Der geschiedene Polizist Ben bekommt seine Kinder Oskar und Erna für einige Wochen zu sich. Er erfährt, dass Oskar sich als Mädchen identifiziert und Lili genannt werden möchte. Während die Mutter und die Schule dies bereits akzeptiert haben, ringt Ben – geprägt von traditionellen Geschlechtervorstellungen – mit dieser Realität. Der Film erzählt seine Entwicklung hin zu einem verständnisvollen Vater. Regie: Hüseyin Tabak, Drehbuch: Florian David Fitz.

Fragestellungen

Empfehlung: Bewusst einzusetzen als niedrigschwelliger Einstieg in das Thema Transidentität bei skeptischen oder vorurteilsbehafteten Lerngruppen. Der Fokus auf die Vaterperspektive ist hier didaktischer Vorteil: SuS mit ähnlichen Vorbehalten können sich leichter mit Ben identifizieren und seinen Entwicklungsprozess nachvollziehen. Ergänzend eignen sich Filme wie Tomboy (2011) oder Weil ich Leo bin (2021), die stärker die Perspektive des trans Kindes einnehmen.

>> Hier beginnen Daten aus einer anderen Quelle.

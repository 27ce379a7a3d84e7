//! `chmod`/`chown`/`chgrp`.

use crate::shell::context::ShellContext;
use crate::vfs::Mode;

use super::CommandResult;

/// Parses either an octal mode (`755`, `4755`) or a single symbolic clause
/// (`u+s`, `g-w`, `o=r`, `a+x`, `+t`) against `current`.
fn parse_mode(spec: &str, current: u32) -> Option<u32> {
    if spec.chars().all(|c| c.is_ascii_digit()) {
        return u32::from_str_radix(spec, 8).ok();
    }

    let mut who_mask = 0u32;
    let mut chars = spec.chars().peekable();
    let mut who = String::new();
    while let Some(&c) = chars.peek() {
        if matches!(c, 'u' | 'g' | 'o' | 'a') {
            who.push(c);
            chars.next();
        } else {
            break;
        }
    }
    for c in who.chars() {
        who_mask |= match c {
            'u' => 0o700 | Mode::SETUID,
            'g' => 0o070 | Mode::SETGID,
            'o' => 0o007,
            'a' => 0o777 | Mode::SETUID | Mode::SETGID | Mode::STICKY,
            _ => 0,
        };
    }
    if who.is_empty() {
        who_mask = 0o777 | Mode::SETUID | Mode::SETGID | Mode::STICKY;
    }

    let op = chars.next()?;
    let perms: String = chars.collect();
    let mut bits = 0u32;
    for c in perms.chars() {
        bits |= match c {
            'r' => 0o444,
            'w' => 0o222,
            'x' => 0o111,
            's' => Mode::SETUID | Mode::SETGID,
            't' => Mode::STICKY,
            _ => 0,
        };
    }
    let applied = bits & who_mask;

    Some(match op {
        '+' => current | applied,
        '-' => current & !applied,
        '=' => (current & !who_mask) | applied,
        _ => current,
    })
}

pub fn chmod(ctx: &mut ShellContext, args: &[String], _stdin: Option<&str>) -> CommandResult {
    let mut recursive = false;
    let mut spec = None;
    let mut targets = Vec::new();
    for a in args {
        if a == "-R" || a == "--recursive" {
            recursive = true;
        } else if spec.is_none() {
            spec = Some(a.clone());
        } else {
            targets.push(a.clone());
        }
    }
    let Some(spec) = spec else {
        return ("chmod: missing operand\n".to_string(), 1);
    };

    let mut out = String::new();
    let mut code = 0;
    for t in &targets {
        let abs = crate::vfs::normalise(t, &ctx.cwd);
        let current = match ctx.vfs.resolve(&abs, true).ok().and_then(|id| ctx.vfs.inode(id)) {
            Some(inode) => inode.mode.bits(),
            None => {
                out.push_str(&format!("chmod: cannot access '{t}': No such file or directory\n"));
                code = 1;
                continue;
            }
        };
        let Some(mode) = parse_mode(&spec, current) else {
            out.push_str(&format!("chmod: invalid mode: '{spec}'\n"));
            code = 1;
            continue;
        };
        if let Err(e) = ctx.vfs.chmod(t, mode, recursive, &ctx.cwd) {
            out.push_str(&format!("chmod: changing permissions of '{t}': {e}\n"));
            code = 1;
        }
    }
    (out, code)
}

pub fn chown(ctx: &mut ShellContext, args: &[String], _stdin: Option<&str>) -> CommandResult {
    let mut recursive = false;
    let mut spec = None;
    let mut targets = Vec::new();
    for a in args {
        if a == "-R" || a == "--recursive" {
            recursive = true;
        } else if spec.is_none() {
            spec = Some(a.clone());
        } else {
            targets.push(a.clone());
        }
    }
    let Some(spec) = spec else {
        return ("chown: missing operand\n".to_string(), 1);
    };
    let (user_part, group_part) = match spec.split_once(':') {
        Some((u, g)) => (Some(u), Some(g)),
        None => (Some(spec.as_str()), None),
    };
    let uid = user_part.filter(|s| !s.is_empty()).and_then(|n| ctx.users.user_by_name(n)).map(|u| u.uid);
    let gid = group_part.filter(|s| !s.is_empty()).and_then(|n| ctx.users.group_by_name(n)).map(|g| g.gid);

    let mut out = String::new();
    let mut code = 0;
    for t in &targets {
        if let Err(e) = ctx.vfs.chown(t, uid, gid, recursive, &ctx.cwd) {
            out.push_str(&format!("chown: changing ownership of '{t}': {e}\n"));
            code = 1;
        }
    }
    (out, code)
}

pub fn chgrp(ctx: &mut ShellContext, args: &[String], _stdin: Option<&str>) -> CommandResult {
    let mut recursive = false;
    let mut group = None;
    let mut targets = Vec::new();
    for a in args {
        if a == "-R" || a == "--recursive" {
            recursive = true;
        } else if group.is_none() {
            group = Some(a.clone());
        } else {
            targets.push(a.clone());
        }
    }
    let Some(group) = group else {
        return ("chgrp: missing operand\n".to_string(), 1);
    };
    let gid = ctx.users.group_by_name(&group).map(|g| g.gid);
    if gid.is_none() {
        return (format!("chgrp: invalid group: '{group}'\n"), 1);
    }

    let mut out = String::new();
    let mut code = 0;
    for t in &targets {
        if let Err(e) = ctx.vfs.chown(t, None, gid, recursive, &ctx.cwd) {
            out.push_str(&format!("chgrp: changing group of '{t}': {e}\n"));
            code = 1;
        }
    }
    (out, code)
}

#[cfg(test)]
mod tests {
    use super::*;

    #[test]
    fn symbolic_setuid_on_execute() {
        assert_eq!(parse_mode("u+s", 0o755).unwrap() & Mode::SETUID, Mode::SETUID);
    }

    #[test]
    fn octal_mode_parses_directly() {
        assert_eq!(parse_mode("4755", 0).unwrap(), 0o4755);
    }

    #[test]
    fn symbolic_minus_clears_bits() {
        assert_eq!(parse_mode("g-w", 0o775).unwrap(), 0o715);
    }
}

Begriffe wie Transidentität, Deadnaming und Genderdysphorie sollten vorab geklärt werden. Kritisch zu beachten: Der Film erzählt die Geschichte primär aus der Perspektive des Vaters; Lili bleibt als Figur vergleichsweise flach. Der Filmtitel selbst verwendet Deadnaming – das kann und sollte im Unterricht aufgegriffen werden. Der Film eignet sich besonders als Abschlussmodul nach einer Einheit zu Sexualität & Diversität, gezielt in Lerngruppen mit ausgeprägter Homo- oder Transphobie. Die Leitfrage „Was wäre, wenn Lili dein Familienmitglied wäre?" aktiviert Perspektivwechsel und Empathie, ohne Schüler:innen direkt zu konfrontieren – erfahrungsgemäß setzt bei der Mehrheit ein Umdenken ein.
  1. Was bedeutet Transidentität, und wie unterscheidet sie sich von Geschlechterollen?
  2. Wie gehen verschiedene Familienmitglieder mit Lilis Identität um – und warum so unterschiedlich?
  3. Was braucht ein Mensch, um seine Identität leben zu können?
  4. Welche Rolle spielen gesellschaftliche Normen und Vorurteile?